For now though what has been created is a short set of love songs with sweet young sentiments. The title track skiffles it’s way through, allowing the singer to show us what he can do with his quirky voice as he tells his girl just how darned special she deserves to be treated. ‘Bags of Gold’ begins sounding like Jay Jay’s going to get political (rhyming “shot” with “proletariat“) before escaping into wistful dreams of how to achieve his fortune. This fits much better, being lulled into activism with something as innocent sounding as this voice is hardly fair. You’d probably overthrow government with a teddy bear.

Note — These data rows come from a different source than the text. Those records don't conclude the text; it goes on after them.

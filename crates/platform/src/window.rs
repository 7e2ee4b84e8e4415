//! Window management using winit.
//!
//! The window owns its event loop and pumps it on demand instead of handing
//! control to `EventLoop::run_app`. This keeps the render loop in the caller:
//!
//! ```no_run
//! use trigon_platform::Window;
//!
//! let mut window = Window::create(800, 600, "Vulkan App").expect("window");
//! while !window.should_close() {
//!     window.poll_events();
//!     // draw a frame
//! }
//! ```
//!
//! winit allows a single event loop per process. The first window initializes
//! it; dropping a window parks the loop in a thread-local slot so a later
//! window on the same thread can reuse it.

use std::cell::RefCell;
use std::time::Duration;

use raw_window_handle::{
    DisplayHandle, HandleError, HasDisplayHandle, HasWindowHandle, WindowHandle,
};
use tracing::{debug, info, warn};
use winit::application::ApplicationHandler;
use winit::dpi::PhysicalSize;
use winit::error::OsError;
use winit::event::WindowEvent;
use winit::event_loop::{ActiveEventLoop, EventLoop};
use winit::platform::pump_events::{EventLoopExtPumpEvents, PumpStatus};
use winit::window::{Window as WinitWindow, WindowAttributes, WindowId};

use trigon_core::{Error, Result};

/// Upper bound on event loop iterations spent waiting for the window to appear.
const MAX_STARTUP_PUMPS: usize = 200;

/// Per-iteration timeout while waiting for the window to appear.
const STARTUP_PUMP_TIMEOUT: Duration = Duration::from_millis(5);

thread_local! {
    static PARKED_EVENT_LOOP: RefCell<Option<EventLoop<()>>> = const { RefCell::new(None) };
}

/// Exclusive use of the thread's event loop for the lifetime of one window.
///
/// Dropped after the winit window, so its drop marks the window as gone.
struct EventLoopLease {
    event_loop: Option<EventLoop<()>>,
    holds_window: bool,
}

impl EventLoopLease {
    fn acquire() -> Result<Self> {
        let parked = PARKED_EVENT_LOOP
            .try_with(|slot| slot.borrow_mut().take())
            .ok()
            .flatten();

        let event_loop = match parked {
            Some(event_loop) => {
                debug!("Reusing parked windowing backend");
                event_loop
            }
            None => {
                let event_loop =
                    EventLoop::new().map_err(|e| Error::PlatformInit(e.to_string()))?;
                info!("Windowing backend initialized");
                event_loop
            }
        };

        Ok(Self {
            event_loop: Some(event_loop),
            holds_window: false,
        })
    }

    /// Runs one non-blocking pass over the backend event queue.
    ///
    /// Returns `true` once the event loop has exited.
    fn pump(&mut self, state: &mut WindowState, timeout: Duration) -> bool {
        match self.event_loop.as_mut() {
            Some(event_loop) => matches!(
                event_loop.pump_app_events(Some(timeout), state),
                PumpStatus::Exit(_)
            ),
            None => true,
        }
    }
}

impl Drop for EventLoopLease {
    fn drop(&mut self) {
        if self.holds_window {
            info!("Window destroyed");
        }

        if let Some(event_loop) = self.event_loop.take() {
            let parked = PARKED_EVENT_LOOP.try_with(|slot| {
                *slot.borrow_mut() = Some(event_loop);
            });
            if parked.is_ok() {
                debug!("Windowing backend parked");
            }
        }
    }
}

/// Event handler driven by [`EventLoopLease::pump`].
struct WindowState {
    attributes: WindowAttributes,
    created: Option<WinitWindow>,
    window_id: Option<WindowId>,
    creation_error: Option<OsError>,
    close_requested: bool,
}

impl WindowState {
    fn new(attributes: WindowAttributes) -> Self {
        Self {
            attributes,
            created: None,
            window_id: None,
            creation_error: None,
            close_requested: false,
        }
    }

    fn create_pending(&mut self, event_loop: &ActiveEventLoop) {
        if self.window_id.is_some() || self.creation_error.is_some() {
            return;
        }

        match event_loop.create_window(self.attributes.clone()) {
            Ok(window) => {
                self.window_id = Some(window.id());
                self.created = Some(window);
            }
            Err(e) => self.creation_error = Some(e),
        }
    }

    fn is_settled(&self) -> bool {
        self.created.is_some() || self.creation_error.is_some()
    }
}

impl ApplicationHandler for WindowState {
    fn resumed(&mut self, event_loop: &ActiveEventLoop) {
        self.create_pending(event_loop);
    }

    fn window_event(&mut self, _event_loop: &ActiveEventLoop, id: WindowId, event: WindowEvent) {
        // Events for windows destroyed earlier on a reused loop are ignored.
        if self.window_id != Some(id) {
            return;
        }

        if let WindowEvent::CloseRequested = event {
            info!("Close requested");
            self.close_requested = true;
        }
    }

    // A parked loop never sees `resumed` again.
    fn about_to_wait(&mut self, event_loop: &ActiveEventLoop) {
        self.create_pending(event_loop);
    }
}

/// Builds the attributes for a fixed-size, non-resizable window.
fn window_attributes(width: u32, height: u32, title: &str) -> WindowAttributes {
    WindowAttributes::default()
        .with_title(title)
        .with_inner_size(PhysicalSize::new(width, height))
        .with_resizable(false)
}

/// A native window that provides raw handles for Vulkan surface creation,
/// its framebuffer extent and a close signal.
///
/// Fields drop in declaration order: the winit window goes before the event
/// loop lease parks the loop.
pub struct Window {
    window: WinitWindow,
    state: WindowState,
    event_loop: EventLoopLease,
}

impl Window {
    /// Create a new non-resizable window with the given dimensions and title.
    ///
    /// winit never attaches a rendering context to the window.
    ///
    /// # Errors
    ///
    /// - [`Error::PlatformInit`] if the windowing backend cannot be initialized
    /// - [`Error::WindowCreate`] if the window cannot be allocated
    pub fn create(width: u32, height: u32, title: &str) -> Result<Self> {
        let mut event_loop = EventLoopLease::acquire()?;
        let mut state = WindowState::new(window_attributes(width, height, title));

        for _ in 0..MAX_STARTUP_PUMPS {
            if state.is_settled() || event_loop.pump(&mut state, STARTUP_PUMP_TIMEOUT) {
                break;
            }
        }

        if let Some(e) = state.creation_error.take() {
            return Err(Error::WindowCreate(e.to_string()));
        }

        let window = state.created.take().ok_or_else(|| {
            Error::WindowCreate("event loop never became ready for window creation".to_string())
        })?;

        info!("Window created: {}x{} '{}'", width, height, title);
        event_loop.holds_window = true;

        Ok(Self {
            window,
            state,
            event_loop,
        })
    }

    /// Processes the backend event queue once without blocking.
    pub fn poll_events(&mut self) {
        if self.event_loop.pump(&mut self.state, Duration::ZERO) {
            warn!("Event loop exited, treating as close request");
            self.state.close_requested = true;
        }
    }

    /// Whether the user asked to close the window.
    #[inline]
    pub fn should_close(&self) -> bool {
        self.state.close_requested
    }

    /// Current framebuffer size in pixels; `(0, 0)` while minimized on some platforms.
    pub fn framebuffer_extent(&self) -> (u32, u32) {
        let size = self.window.inner_size();
        (size.width, size.height)
    }
}

impl HasWindowHandle for Window {
    fn window_handle(&self) -> std::result::Result<WindowHandle<'_>, HandleError> {
        self.window.window_handle()
    }
}

impl HasDisplayHandle for Window {
    fn display_handle(&self) -> std::result::Result<DisplayHandle<'_>, HandleError> {
        self.window.display_handle()
    }
}
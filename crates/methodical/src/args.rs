//! Positional call arguments.
//!
//! Actions and queries are addressed by name, so their arguments travel as a
//! list of JSON values and are decoded by the method body with
//! [`Args::get`].

use serde::de::DeserializeOwned;
use serde::{Deserialize, Serialize};
use serde_json::Value;
use thiserror::Error;

/// Errors decoding an argument.
#[derive(Debug, Error)]
pub enum ArgsError {
    #[error("missing argument {index} (got {len})")]
    Missing { index: usize, len: usize },

    #[error("argument {index} has the wrong shape: {source}")]
    Invalid {
        index: usize,
        #[source]
        source: serde_json::Error,
    },
}

/// Arguments of one action or query call.
///
/// ```
/// use methodical::{args, Args};
///
/// let args: Args = args![5, "five"];
/// assert_eq!(args.get::<i64>(0).unwrap(), 5);
/// assert_eq!(args.get::<String>(1).unwrap(), "five");
/// assert!(args.get::<i64>(2).is_err());
/// ```
#[derive(Clone, Debug, Default, PartialEq, Serialize, Deserialize)]
#[serde(transparent)]
pub struct Args(Vec<Value>);

impl Args {
    #[inline]
    pub fn new(values: Vec<Value>) -> Self {
        Self(values)
    }

    #[inline]
    pub fn empty() -> Self {
        Self::default()
    }

    #[inline]
    pub fn len(&self) -> usize {
        self.0.len()
    }

    #[inline]
    pub fn is_empty(&self) -> bool {
        self.0.is_empty()
    }

    /// The raw value at `index`.
    #[inline]
    pub fn raw(&self, index: usize) -> Option<&Value> {
        self.0.get(index)
    }

    /// Decode the argument at `index`.
    pub fn get<T: DeserializeOwned>(&self, index: usize) -> Result<T, ArgsError> {
        let value = self.0.get(index).ok_or(ArgsError::Missing {
            index,
            len: self.0.len(),
        })?;
        T::deserialize(value).map_err(|source| ArgsError::Invalid { index, source })
    }

    /// Decode an optional trailing argument; absent or `null` yields `default`.
    pub fn get_or<T: DeserializeOwned>(&self, index: usize, default: T) -> Result<T, ArgsError> {
        match self.0.get(index) {
            None | Some(Value::Null) => Ok(default),
            Some(_) => self.get(index),
        }
    }

    #[inline]
    pub fn iter(&self) -> impl Iterator<Item = &Value> {
        self.0.iter()
    }
}

impl From<Vec<Value>> for Args {
    fn from(values: Vec<Value>) -> Self {
        Self(values)
    }
}

impl FromIterator<Value> for Args {
    fn from_iter<I: IntoIterator<Item = Value>>(iter: I) -> Self {
        Self(iter.into_iter().collect())
    }
}

/// Build [`Args`] from serializable expressions.
#[macro_export]
macro_rules! args {
    () => {
        $crate::Args::empty()
    };
    ($($arg:expr),+ $(,)?) => {
        $crate::Args::new(vec![$($crate::__private::serde_json::json!($arg)),+])
    };
}
//! Copy-on-write drafts and the `Draftable` capability.
//!
//! A `Draft` borrows the committed state and only clones it the first time it
//! is mutably dereferenced. For `Node` and for application states built from
//! `Arc` fields the clone is shallow, and the actual path copying happens in
//! `Arc::make_mut` as the edit walks down the tree.

use crate::{diff, diff_serialized, Node, PatchSet, StateResult};
use std::ops::{Deref, DerefMut};
use std::sync::Arc;

/// A state type the transition machinery can draft, edit and diff.
pub trait Draftable: Clone {
    /// Whether an operation may edit this value in place and return nothing.
    ///
    /// Scalars answer `false`: operations over them must return the next
    /// value instead.
    fn supports_in_place(&self) -> bool {
        true
    }

    /// Structural changes from `prev` to `next`, plus their inverse.
    fn diff(prev: &Self, next: &Self) -> StateResult<PatchSet>;
}

/// Containers and `null` edit in place: writing a key under `null` turns it
/// into an object, so an empty tree can be built up by an operation. Other
/// scalar roots must be replaced.
impl Draftable for Node {
    fn supports_in_place(&self) -> bool {
        self.is_container() || self.is_null()
    }

    fn diff(prev: &Self, next: &Self) -> StateResult<PatchSet> {
        Ok(diff(prev, next))
    }
}

impl<T: Draftable> Draftable for Arc<T> {
    fn supports_in_place(&self) -> bool {
        T::supports_in_place(self)
    }

    fn diff(prev: &Self, next: &Self) -> StateResult<PatchSet> {
        if Arc::ptr_eq(prev, next) {
            return Ok(PatchSet::default());
        }
        T::diff(prev, next)
    }
}

macro_rules! draftable_scalar {
    ($($ty:ty),* $(,)?) => {
        $(
            impl Draftable for $ty {
                fn supports_in_place(&self) -> bool {
                    false
                }

                fn diff(prev: &Self, next: &Self) -> StateResult<PatchSet> {
                    diff_serialized(prev, next)
                }
            }
        )*
    };
}

draftable_scalar!(bool, i8, i16, i32, i64, u8, u16, u32, u64, usize, f32, f64, String);

/// Implement [`Draftable`] for application types through their serde form.
///
/// ```
/// use methodical_state::{impl_draftable_via_serde, Draftable};
/// use serde::Serialize;
///
/// #[derive(Clone, Serialize)]
/// struct Counter {
///     count: i64,
/// }
///
/// impl_draftable_via_serde!(Counter);
///
/// let changes = Counter::diff(&Counter { count: 0 }, &Counter { count: 1 }).unwrap();
/// assert_eq!(changes.patches.len(), 1);
/// ```
#[macro_export]
macro_rules! impl_draftable_via_serde {
    ($($ty:ty),+ $(,)?) => {
        $(
            impl $crate::Draftable for $ty {
                fn diff(prev: &Self, next: &Self) -> $crate::StateResult<$crate::PatchSet> {
                    $crate::diff_serialized(prev, next)
                }
            }
        )+
    };
}

/// A lazily copied, editable view of a committed state.
///
/// Reading goes to the base until the first write; the first `DerefMut`
/// clones the base and every later access goes to that copy.
pub struct Draft<'a, S> {
    base: &'a S,
    copy: Option<S>,
}

impl<'a, S: Clone> Draft<'a, S> {
    pub fn new(base: &'a S) -> Self {
        Self { base, copy: None }
    }

    /// The committed state this draft started from.
    #[inline]
    pub fn base(&self) -> &'a S {
        self.base
    }

    /// True once the draft has been mutably accessed.
    #[inline]
    pub fn is_modified(&self) -> bool {
        self.copy.is_some()
    }

    /// The edited copy, or `None` if the draft was never written.
    pub fn finish(self) -> Option<S> {
        self.copy
    }

    /// The edited copy, or a clone of the base.
    pub fn into_inner(self) -> S {
        match self.copy {
            Some(copy) => copy,
            None => self.base.clone(),
        }
    }
}

impl<S> Deref for Draft<'_, S> {
    type Target = S;

    fn deref(&self) -> &S {
        self.copy.as_ref().unwrap_or(self.base)
    }
}

impl<S: Clone> DerefMut for Draft<'_, S> {
    fn deref_mut(&mut self) -> &mut S {
        let base = self.base;
        self.copy.get_or_insert_with(|| base.clone())
    }
}

impl<S: std::fmt::Debug> std::fmt::Debug for Draft<'_, S> {
    fn fmt(&self, f: &mut std::fmt::Formatter<'_>) -> std::fmt::Result {
        f.debug_struct("Draft")
            .field("modified", &self.copy.is_some())
            .field("value", &**self)
            .finish()
    }
}
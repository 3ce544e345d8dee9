//! `serde::Serializer` that builds a [`Node`] directly.
//!
//! The layout matches `serde_json::to_value` (externally tagged enums, unit
//! as `null`, newtypes unwrapped) except where JSON has no representation:
//!
//! - `NaN`, `+inf` and `-inf` become the strings `"NaN"`, `"inf"`, `"-inf"`,
//! - map keys that are not strings become their compact JSON text, so a
//!   `(1, 2)` key is stored under `"[1,2]"`.

use crate::node::{Map, Node};
use serde::ser::{self, Error as _, Serialize};
use std::sync::Arc;

type Error = serde_json::Error;

pub(crate) fn to_node<T: Serialize + ?Sized>(value: &T) -> Result<Node, Error> {
    value.serialize(NodeSerializer)
}

fn float(v: f64) -> Node {
    match serde_json::Number::from_f64(v) {
        Some(n) => Node::Number(n),
        None if v.is_nan() => Node::from("NaN"),
        None if v > 0.0 => Node::from("inf"),
        None => Node::from("-inf"),
    }
}

fn map_key(key: Node) -> String {
    match key {
        Node::String(s) => s.to_string(),
        other => other.to_string(),
    }
}

fn tagged(variant: &'static str, value: Node) -> Node {
    let mut map = Map::new();
    map.insert(variant.to_owned(), value);
    Node::from(map)
}

struct NodeSerializer;

impl ser::Serializer for NodeSerializer {
    type Ok = Node;
    type Error = Error;
    type SerializeSeq = SeqBuilder;
    type SerializeTuple = SeqBuilder;
    type SerializeTupleStruct = SeqBuilder;
    type SerializeTupleVariant = Tagged<SeqBuilder>;
    type SerializeMap = MapBuilder;
    type SerializeStruct = MapBuilder;
    type SerializeStructVariant = Tagged<MapBuilder>;

    fn serialize_bool(self, v: bool) -> Result<Node, Error> {
        Ok(Node::Bool(v))
    }

    fn serialize_i8(self, v: i8) -> Result<Node, Error> {
        self.serialize_i64(i64::from(v))
    }

    fn serialize_i16(self, v: i16) -> Result<Node, Error> {
        self.serialize_i64(i64::from(v))
    }

    fn serialize_i32(self, v: i32) -> Result<Node, Error> {
        self.serialize_i64(i64::from(v))
    }

    fn serialize_i64(self, v: i64) -> Result<Node, Error> {
        Ok(Node::Number(v.into()))
    }

    fn serialize_i128(self, v: i128) -> Result<Node, Error> {
        if let Ok(v) = i64::try_from(v) {
            self.serialize_i64(v)
        } else if let Ok(v) = u64::try_from(v) {
            self.serialize_u64(v)
        } else {
            Err(Error::custom(format!("integer {v} does not fit a state number")))
        }
    }

    fn serialize_u8(self, v: u8) -> Result<Node, Error> {
        self.serialize_u64(u64::from(v))
    }

    fn serialize_u16(self, v: u16) -> Result<Node, Error> {
        self.serialize_u64(u64::from(v))
    }

    fn serialize_u32(self, v: u32) -> Result<Node, Error> {
        self.serialize_u64(u64::from(v))
    }

    fn serialize_u64(self, v: u64) -> Result<Node, Error> {
        Ok(Node::Number(v.into()))
    }

    fn serialize_u128(self, v: u128) -> Result<Node, Error> {
        u64::try_from(v)
            .map_err(|_| Error::custom(format!("integer {v} does not fit a state number")))
            .and_then(|v| self.serialize_u64(v))
    }

    fn serialize_f32(self, v: f32) -> Result<Node, Error> {
        Ok(float(f64::from(v)))
    }

    fn serialize_f64(self, v: f64) -> Result<Node, Error> {
        Ok(float(v))
    }

    fn serialize_char(self, v: char) -> Result<Node, Error> {
        Ok(Node::String(Arc::from(v.to_string())))
    }

    fn serialize_str(self, v: &str) -> Result<Node, Error> {
        Ok(Node::String(Arc::from(v)))
    }

    fn serialize_bytes(self, v: &[u8]) -> Result<Node, Error> {
        Ok(Node::from(v.iter().map(|&b| Node::from(u32::from(b))).collect::<Vec<_>>()))
    }

    fn serialize_none(self) -> Result<Node, Error> {
        Ok(Node::Null)
    }

    fn serialize_some<T: Serialize + ?Sized>(self, value: &T) -> Result<Node, Error> {
        value.serialize(self)
    }

    fn serialize_unit(self) -> Result<Node, Error> {
        Ok(Node::Null)
    }

    fn serialize_unit_struct(self, _name: &'static str) -> Result<Node, Error> {
        Ok(Node::Null)
    }

    fn serialize_unit_variant(
        self,
        _name: &'static str,
        _index: u32,
        variant: &'static str,
    ) -> Result<Node, Error> {
        Ok(Node::from(variant))
    }

    fn serialize_newtype_struct<T: Serialize + ?Sized>(
        self,
        _name: &'static str,
        value: &T,
    ) -> Result<Node, Error> {
        value.serialize(self)
    }

    fn serialize_newtype_variant<T: Serialize + ?Sized>(
        self,
        _name: &'static str,
        _index: u32,
        variant: &'static str,
        value: &T,
    ) -> Result<Node, Error> {
        Ok(tagged(variant, to_node(value)?))
    }

    fn serialize_seq(self, len: Option<usize>) -> Result<SeqBuilder, Error> {
        Ok(SeqBuilder {
            items: Vec::with_capacity(len.unwrap_or(0)),
        })
    }

    fn serialize_tuple(self, len: usize) -> Result<SeqBuilder, Error> {
        self.serialize_seq(Some(len))
    }

    fn serialize_tuple_struct(self, _name: &'static str, len: usize) -> Result<SeqBuilder, Error> {
        self.serialize_seq(Some(len))
    }

    fn serialize_tuple_variant(
        self,
        _name: &'static str,
        _index: u32,
        variant: &'static str,
        len: usize,
    ) -> Result<Tagged<SeqBuilder>, Error> {
        Ok(Tagged {
            variant,
            inner: self.serialize_seq(Some(len))?,
        })
    }

    fn serialize_map(self, _len: Option<usize>) -> Result<MapBuilder, Error> {
        Ok(MapBuilder::default())
    }

    fn serialize_struct(self, _name: &'static str, _len: usize) -> Result<MapBuilder, Error> {
        Ok(MapBuilder::default())
    }

    fn serialize_struct_variant(
        self,
        _name: &'static str,
        _index: u32,
        variant: &'static str,
        _len: usize,
    ) -> Result<Tagged<MapBuilder>, Error> {
        Ok(Tagged {
            variant,
            inner: MapBuilder::default(),
        })
    }
}

struct SeqBuilder {
    items: Vec<Node>,
}

impl ser::SerializeSeq for SeqBuilder {
    type Ok = Node;
    type Error = Error;

    fn serialize_element<T: Serialize + ?Sized>(&mut self, value: &T) -> Result<(), Error> {
        self.items.push(to_node(value)?);
        Ok(())
    }

    fn end(self) -> Result<Node, Error> {
        Ok(Node::from(self.items))
    }
}

impl ser::SerializeTuple for SeqBuilder {
    type Ok = Node;
    type Error = Error;

    fn serialize_element<T: Serialize + ?Sized>(&mut self, value: &T) -> Result<(), Error> {
        ser::SerializeSeq::serialize_element(self, value)
    }

    fn end(self) -> Result<Node, Error> {
        ser::SerializeSeq::end(self)
    }
}

impl ser::SerializeTupleStruct for SeqBuilder {
    type Ok = Node;
    type Error = Error;

    fn serialize_field<T: Serialize + ?Sized>(&mut self, value: &T) -> Result<(), Error> {
        ser::SerializeSeq::serialize_element(self, value)
    }

    fn end(self) -> Result<Node, Error> {
        ser::SerializeSeq::end(self)
    }
}

#[derive(Default)]
struct MapBuilder {
    map: Map,
    pending_key: Option<String>,
}

impl ser::SerializeMap for MapBuilder {
    type Ok = Node;
    type Error = Error;

    fn serialize_key<T: Serialize + ?Sized>(&mut self, key: &T) -> Result<(), Error> {
        self.pending_key = Some(map_key(to_node(key)?));
        Ok(())
    }

    fn serialize_value<T: Serialize + ?Sized>(&mut self, value: &T) -> Result<(), Error> {
        let key = self
            .pending_key
            .take()
            .ok_or_else(|| Error::custom("map value serialized before its key"))?;
        self.map.insert(key, to_node(value)?);
        Ok(())
    }

    fn end(self) -> Result<Node, Error> {
        Ok(Node::from(self.map))
    }
}

impl ser::SerializeStruct for MapBuilder {
    type Ok = Node;
    type Error = Error;

    fn serialize_field<T: Serialize + ?Sized>(
        &mut self,
        key: &'static str,
        value: &T,
    ) -> Result<(), Error> {
        self.map.insert(key.to_owned(), to_node(value)?);
        Ok(())
    }

    fn end(self) -> Result<Node, Error> {
        Ok(Node::from(self.map))
    }
}

/// An enum variant with content, wrapped as `{variant: content}` on `end`.
struct Tagged<B> {
    variant: &'static str,
    inner: B,
}

impl ser::SerializeTupleVariant for Tagged<SeqBuilder> {
    type Ok = Node;
    type Error = Error;

    fn serialize_field<T: Serialize + ?Sized>(&mut self, value: &T) -> Result<(), Error> {
        ser::SerializeSeq::serialize_element(&mut self.inner, value)
    }

    fn end(self) -> Result<Node, Error> {
        Ok(tagged(self.variant, ser::SerializeSeq::end(self.inner)?))
    }
}

impl ser::SerializeStructVariant for Tagged<MapBuilder> {
    type Ok = Node;
    type Error = Error;

    fn serialize_field<T: Serialize + ?Sized>(
        &mut self,
        key: &'static str,
        value: &T,
    ) -> Result<(), Error> {
        ser::SerializeStruct::serialize_field(&mut self.inner, key, value)
    }

    fn end(self) -> Result<Node, Error> {
        Ok(tagged(self.variant, ser::SerializeStruct::end(self.inner)?))
    }
}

The record continues in the same vein, with some beautiful lines that everybody in love would wish to have written for their other: “Well I really miss the spring in my step/The one that I contracted from that bed in which we slept/When our hands first intertwined and our lips first met.” Thinking to write something like that is either complete heartbreak or an adoring mind, but being able to throw it away surreptitiously in the middle of a song without sounding embarrassingly quixotic is where his talent seems to lie.
Rumour on the internet is that Jay Jay Pistolet is the Justin referred to by Frank Turner as “the last great romantic poet”, he’s the only one among us who is ever going to make it,” and that’s good enough for me. If he can push beyond the lazy journalistic comparisons to other popular bands, he should do quite well for himself.